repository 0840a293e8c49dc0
use crate::config::TelemetryConfig;
use std::fmt;
use tracing_subscriber::filter::ParseError;
use tracing_subscriber::EnvFilter;

#[derive(Debug)]
pub enum TelemetryError {
    EnvFilter { value: String, source: ParseError },
    Subscriber(Box<dyn std::error::Error + Send + Sync>),
}

impl fmt::Display for TelemetryError {
    fn fmt(&self, f: &mut fmt::Formatter<'_>) -> fmt::Result {
        match self {
            TelemetryError::EnvFilter { value, .. } => {
                write!(f, "invalid log filter '{value}' (set APP_LOG_LEVEL or RUST_LOG)")
            }
            TelemetryError::Subscriber(err) => write!(f, "tracing subscriber already set: {err}"),
        }
    }
}

impl std::error::Error for TelemetryError {
    fn source(&self) -> Option<&(dyn std::error::Error + 'static)> {
        match self {
            TelemetryError::EnvFilter { source, .. } => Some(source),
            TelemetryError::Subscriber(err) => Some(&**err),
        }
    }
}

/// Installs the global fmt subscriber. `RUST_LOG` wins over the configured level.
pub fn init(config: &TelemetryConfig) -> Result<(), TelemetryError> {
    let env_filter = match EnvFilter::try_from_default_env() {
        Ok(filter) => filter,
        Err(_) => build_filter(&config.log_level)?,
    };

    tracing_subscriber::fmt()
        .with_env_filter(env_filter)
        .with_target(false)
        .compact()
        .with_ansi(false)
        .try_init()
        .map_err(TelemetryError::Subscriber)
}

fn build_filter(level: &str) -> Result<EnvFilter, TelemetryError> {
    EnvFilter::try_new(level).map_err(|source| TelemetryError::EnvFilter {
        value: level.to_string(),
        source,
    })
}
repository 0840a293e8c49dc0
use clap::Args;
use loan_prequal::error::AppError;
use loan_prequal::workflows::prequalification::{
    interpret_response, Field, LoanApplicationRequest, LoanForm, SubmissionOutcome,
};
use std::time::Duration;
use tracing::debug;

const SUBMIT_PATH: &str = "/api/v1/loans";

/// Outbound client for a running pre-qualification service.
pub(crate) struct LoanClient {
    base_url: String,
    http_client: reqwest::Client,
}

impl LoanClient {
    pub(crate) fn new(base_url: impl Into<String>) -> Self {
        let http_client = reqwest::Client::builder()
            .timeout(Duration::from_secs(10))
            .build()
            .unwrap_or_else(|_| reqwest::Client::new());
        Self {
            base_url: base_url.into().trim_end_matches('/').to_string(),
            http_client,
        }
    }

    /// Never fails: transport problems surface as [`SubmissionOutcome::TransportFailed`].
    pub(crate) async fn submit(&self, payload: &LoanApplicationRequest) -> SubmissionOutcome {
        let url = format!("{}{}", self.base_url, SUBMIT_PATH);
        let response = match self.http_client.post(&url).json(payload).send().await {
            Ok(response) => response,
            Err(err) => {
                debug!(%url, error = %err, "submission did not reach the service");
                return SubmissionOutcome::TransportFailed;
            }
        };

        let status = response.status().as_u16();
        match response.bytes().await {
            Ok(body) => interpret_response(status, &body),
            Err(err) => {
                debug!(%url, status, error = %err, "failed to read response body");
                SubmissionOutcome::TransportFailed
            }
        }
    }
}

#[derive(Args, Debug)]
pub(crate) struct ApplyArgs {
    /// Base URL of the running service
    #[arg(long, default_value = "http://127.0.0.1:3000")]
    pub(crate) base_url: String,
    #[arg(long, default_value = "")]
    pub(crate) full_name: String,
    #[arg(long, default_value = "")]
    pub(crate) phone_number: String,
    /// Monthly income; thousands separators are allowed
    #[arg(long, default_value = "")]
    pub(crate) monthly_income: String,
    /// Requested loan amount; thousands separators are allowed
    #[arg(long, default_value = "")]
    pub(crate) loan_amount: String,
    /// One of education, home, car, business, personal
    #[arg(long, default_value = "")]
    pub(crate) loan_purpose: String,
    #[arg(long, default_value = "")]
    pub(crate) age: String,
    #[arg(long, default_value = "")]
    pub(crate) email: String,
}

impl ApplyArgs {
    fn into_form(self) -> (String, LoanForm) {
        let mut form = LoanForm::new();
        for (field, value) in [
            (Field::FullName, self.full_name),
            (Field::MonthlyIncome, self.monthly_income),
            (Field::LoanAmount, self.loan_amount),
            (Field::LoanPurpose, self.loan_purpose),
            (Field::Age, self.age),
            (Field::PhoneNumber, self.phone_number),
            (Field::Email, self.email),
        ] {
            form.set_field(field, value);
        }
        (self.base_url, form)
    }
}

pub(crate) async fn run_apply(args: ApplyArgs) -> Result<(), AppError> {
    let (base_url, mut form) = args.into_form();

    let Some(payload) = form.submission() else {
        println!("Application not submitted; fix the following fields:");
        for (field, message) in form.errors().iter() {
            println!("  {}: {}", field.wire_name(), message);
        }
        return Ok(());
    };

    let outcome = LoanClient::new(base_url).submit(&payload).await;
    match &outcome {
        SubmissionOutcome::Decided(decision) => {
            let verdict = if decision.eligible {
                "Eligible"
            } else {
                "Not eligible"
            };
            println!("{verdict}: {}", decision.reason);
            println!("  Application ID: {}", decision.application_id);
            println!("  Decided at: {}", decision.timestamp.to_rfc3339());
        }
        SubmissionOutcome::Rejected { reason } => println!("Rejected: {reason}"),
        SubmissionOutcome::TransportFailed => println!("{}", outcome.message()),
    }
    form.record_outcome(outcome);
    Ok(())
}
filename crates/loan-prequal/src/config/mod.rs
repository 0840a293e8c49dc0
use std::env;
use std::fmt;
use std::net::{IpAddr, SocketAddr};
use std::str::FromStr;

use crate::workflows::prequalification::EligibilityConfig;

/// Distinguishes runtime behavior for different stages of the service.
#[derive(Debug, Clone, Copy, PartialEq, Eq)]
pub enum AppEnvironment {
    Development,
    Test,
    Production,
}

impl AppEnvironment {
    fn from_str(value: &str) -> Self {
        match value.trim().to_ascii_lowercase().as_str() {
            "prod" | "production" => Self::Production,
            "test" | "ci" => Self::Test,
            _ => Self::Development,
        }
    }
}

/// Top-level configuration for the pre-qualification service.
#[derive(Debug, Clone)]
pub struct AppConfig {
    pub environment: AppEnvironment,
    pub server: ServerConfig,
    pub telemetry: TelemetryConfig,
    pub eligibility: EligibilityConfig,
}

impl AppConfig {
    pub fn load() -> Result<Self, ConfigError> {
        dotenvy::dotenv().ok();

        let environment = AppEnvironment::from_str(
            &env::var("APP_ENV").unwrap_or_else(|_| "development".to_string()),
        );

        let host = env::var("APP_HOST").unwrap_or_else(|_| "127.0.0.1".to_string());
        let port = env::var("APP_PORT")
            .unwrap_or_else(|_| "3000".to_string())
            .parse::<u16>()
            .map_err(|_| ConfigError::InvalidPort)?;

        let log_level = env::var("APP_LOG_LEVEL").unwrap_or_else(|_| "info".to_string());

        Ok(Self {
            environment,
            server: ServerConfig { host, port },
            telemetry: TelemetryConfig { log_level },
            eligibility: load_eligibility()?,
        })
    }
}

fn load_eligibility() -> Result<EligibilityConfig, ConfigError> {
    let defaults = EligibilityConfig::default();

    let config = EligibilityConfig {
        minimum_monthly_income: env_override(
            "LOAN_MIN_MONTHLY_INCOME",
            defaults.minimum_monthly_income,
        )?,
        max_loan_to_income_multiple: env_override(
            "LOAN_MAX_INCOME_MULTIPLE",
            defaults.max_loan_to_income_multiple,
        )?,
        minimum_age: env_override("LOAN_MIN_AGE", defaults.minimum_age)?,
        maximum_age: env_override("LOAN_MAX_AGE", defaults.maximum_age)?,
        unsupported_purposes: defaults.unsupported_purposes,
    };

    if !config.minimum_monthly_income.is_finite() || config.minimum_monthly_income < 0.0 {
        return Err(ConfigError::InvalidPolicy {
            variable: "LOAN_MIN_MONTHLY_INCOME",
        });
    }
    if !config.max_loan_to_income_multiple.is_finite() || config.max_loan_to_income_multiple <= 0.0
    {
        return Err(ConfigError::InvalidPolicy {
            variable: "LOAN_MAX_INCOME_MULTIPLE",
        });
    }
    if config.minimum_age > config.maximum_age {
        return Err(ConfigError::InvalidPolicy {
            variable: "LOAN_MIN_AGE",
        });
    }

    Ok(config)
}

fn env_override<T: FromStr>(variable: &'static str, default: T) -> Result<T, ConfigError> {
    match env::var(variable) {
        Ok(raw) => raw
            .trim()
            .parse::<T>()
            .map_err(|_| ConfigError::InvalidPolicy { variable }),
        Err(_) => Ok(default),
    }
}

/// Settings controlling the HTTP server binding.
#[derive(Debug, Clone)]
pub struct ServerConfig {
    pub host: String,
    pub port: u16,
}

impl ServerConfig {
    pub fn socket_addr(&self) -> Result<SocketAddr, ConfigError> {
        if self.host.eq_ignore_ascii_case("localhost") {
            return Ok(SocketAddr::new(IpAddr::from([127, 0, 0, 1]), self.port));
        }

        let ip: IpAddr = self
            .host
            .parse()
            .map_err(|source| ConfigError::InvalidHost { source })?;

        Ok(SocketAddr::new(ip, self.port))
    }
}

/// Tracing controls.
#[derive(Debug, Clone)]
pub struct TelemetryConfig {
    pub log_level: String,
}

#[derive(Debug)]
pub enum ConfigError {
    InvalidPort,
    InvalidHost { source: std::net::AddrParseError },
    InvalidPolicy { variable: &'static str },
}

impl fmt::Display for ConfigError {
    fn fmt(&self, f: &mut fmt::Formatter<'_>) -> fmt::Result {
        match self {
            ConfigError::InvalidPort => write!(f, "APP_PORT must be a valid u16"),
            ConfigError::InvalidHost { .. } => {
                write!(f, "APP_HOST must parse to an IPv4 or IPv6 address")
            }
            ConfigError::InvalidPolicy { variable } => {
                write!(f, "{variable} is not a valid eligibility policy value")
            }
        }
    }
}

impl std::error::Error for ConfigError {
    fn source(&self) -> Option<&(dyn std::error::Error + 'static)> {
        match self {
            ConfigError::InvalidPort | ConfigError::InvalidPolicy { .. } => None,
            ConfigError::InvalidHost { source } => Some(source),
        }
    }
}
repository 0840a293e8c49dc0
pub mod config;
pub mod error;
pub mod telemetry;
pub mod workflows;
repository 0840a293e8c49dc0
use serde::{Deserialize, Serialize};

use super::super::domain::LoanPurpose;

/// Policy dials for the base eligibility rules.
#[derive(Debug, Clone, PartialEq, Serialize, Deserialize)]
pub struct EligibilityConfig {
    pub minimum_monthly_income: f64,
    pub max_loan_to_income_multiple: f64,
    pub minimum_age: u32,
    pub maximum_age: u32,
    pub unsupported_purposes: Vec<LoanPurpose>,
}

impl Default for EligibilityConfig {
    fn default() -> Self {
        Self {
            minimum_monthly_income: 10_000.0,
            max_loan_to_income_multiple: 10.0,
            minimum_age: 20,
            maximum_age: 60,
            unsupported_purposes: vec![LoanPurpose::Business],
        }
    }
}
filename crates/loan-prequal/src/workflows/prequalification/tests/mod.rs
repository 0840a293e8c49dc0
mod common;
mod form;
mod routing;
mod service;
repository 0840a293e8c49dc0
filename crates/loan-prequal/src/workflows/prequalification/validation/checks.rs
//! Shape checks shared by the client and server validation tiers.
//!
//! Both tiers funnel through these functions so they agree on every pass/fail
//! boundary; only the wording of the resulting messages differs per tier.

use std::sync::OnceLock;

use regex::Regex;

use super::super::domain::LoanPurpose;

pub const FULL_NAME_MIN_CHARS: usize = 2;
pub const FULL_NAME_MAX_CHARS: usize = 255;
pub const PHONE_NUMBER_DIGITS: usize = 10;

pub const MONTHLY_INCOME_BOUNDS: AmountBounds = AmountBounds {
    min: 5_000.0,
    max: 5_000_000.0,
};

pub const LOAN_AMOUNT_BOUNDS: AmountBounds = AmountBounds {
    min: 1_000.0,
    max: 5_000_000.0,
};

/// Inclusive range accepted for a currency amount.
#[derive(Debug, Clone, Copy, PartialEq)]
pub struct AmountBounds {
    pub min: f64,
    pub max: f64,
}

/// Specific reason a single field failed its shape check.
#[derive(Debug, Clone, Copy, PartialEq)]
pub enum FieldViolation {
    Required,
    TooShort { min: usize },
    TooLong { max: usize },
    InvalidNumber,
    BelowMinimum { min: f64 },
    AboveMaximum { max: f64 },
    InvalidSelection,
    NotPositiveInteger,
    NotNumeric,
    WrongLength { expected: usize },
    InvalidFormat,
}

pub fn check_full_name(raw: &str) -> Result<(), FieldViolation> {
    let trimmed = raw.trim();
    if trimmed.is_empty() {
        return Err(FieldViolation::Required);
    }

    let length = trimmed.chars().count();
    if length < FULL_NAME_MIN_CHARS {
        return Err(FieldViolation::TooShort {
            min: FULL_NAME_MIN_CHARS,
        });
    }
    if length > FULL_NAME_MAX_CHARS {
        return Err(FieldViolation::TooLong {
            max: FULL_NAME_MAX_CHARS,
        });
    }
    Ok(())
}

pub fn check_amount(value: f64, bounds: AmountBounds) -> Result<(), FieldViolation> {
    if !value.is_finite() || value <= 0.0 {
        return Err(FieldViolation::InvalidNumber);
    }
    if value < bounds.min {
        return Err(FieldViolation::BelowMinimum { min: bounds.min });
    }
    if value > bounds.max {
        return Err(FieldViolation::AboveMaximum { max: bounds.max });
    }
    Ok(())
}

pub fn check_loan_purpose(raw: &str) -> Result<LoanPurpose, FieldViolation> {
    if raw.trim().is_empty() {
        return Err(FieldViolation::Required);
    }
    raw.parse::<LoanPurpose>()
        .map_err(|_| FieldViolation::InvalidSelection)
}

/// Shape only. The eligibility band lives in the rule engine.
pub fn check_age(value: f64) -> Result<u32, FieldViolation> {
    if !value.is_finite() || value.fract() != 0.0 || value < 1.0 || value > f64::from(u32::MAX) {
        return Err(FieldViolation::NotPositiveInteger);
    }
    Ok(value as u32)
}

/// Characters a typed number may carry around its digits: whitespace, `-`, `(`, `)` and `.`.
/// Anything else (`/`, `+`, letters) makes the number non-numeric rather than being stripped.
fn is_phone_formatting(character: char) -> bool {
    character.is_whitespace() || matches!(character, '-' | '(' | ')' | '.')
}

/// Canonical digits-only form of a phone number. Idempotent.
pub fn normalize_phone_number(raw: &str) -> String {
    raw.chars().filter(char::is_ascii_digit).collect()
}

pub fn check_phone_number(raw: &str) -> Result<String, FieldViolation> {
    if raw.trim().is_empty() {
        return Err(FieldViolation::Required);
    }

    if raw
        .chars()
        .any(|character| !character.is_ascii_digit() && !is_phone_formatting(character))
    {
        return Err(FieldViolation::NotNumeric);
    }

    let digits = normalize_phone_number(raw);
    if digits.len() != PHONE_NUMBER_DIGITS {
        return Err(FieldViolation::WrongLength {
            expected: PHONE_NUMBER_DIGITS,
        });
    }
    Ok(digits)
}

fn email_pattern() -> &'static Regex {
    static PATTERN: OnceLock<Regex> = OnceLock::new();
    PATTERN.get_or_init(|| {
        Regex::new(r"^[^\s@]+@[^\s@]+\.[^\s@]+$").expect("email pattern compiles")
    })
}

pub fn check_email(raw: &str) -> Result<(), FieldViolation> {
    let trimmed = raw.trim();
    if trimmed.is_empty() {
        return Err(FieldViolation::Required);
    }
    if !email_pattern().is_match(trimmed) {
        return Err(FieldViolation::InvalidFormat);
    }
    Ok(())
}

=-=-=

> [YOUR ASSIGNMENT]:
Copy out every line of the entries where the string "AppConfig" shows up.

> [THE COMPLETED TASK]:
pub struct AppConfig {
impl AppConfig {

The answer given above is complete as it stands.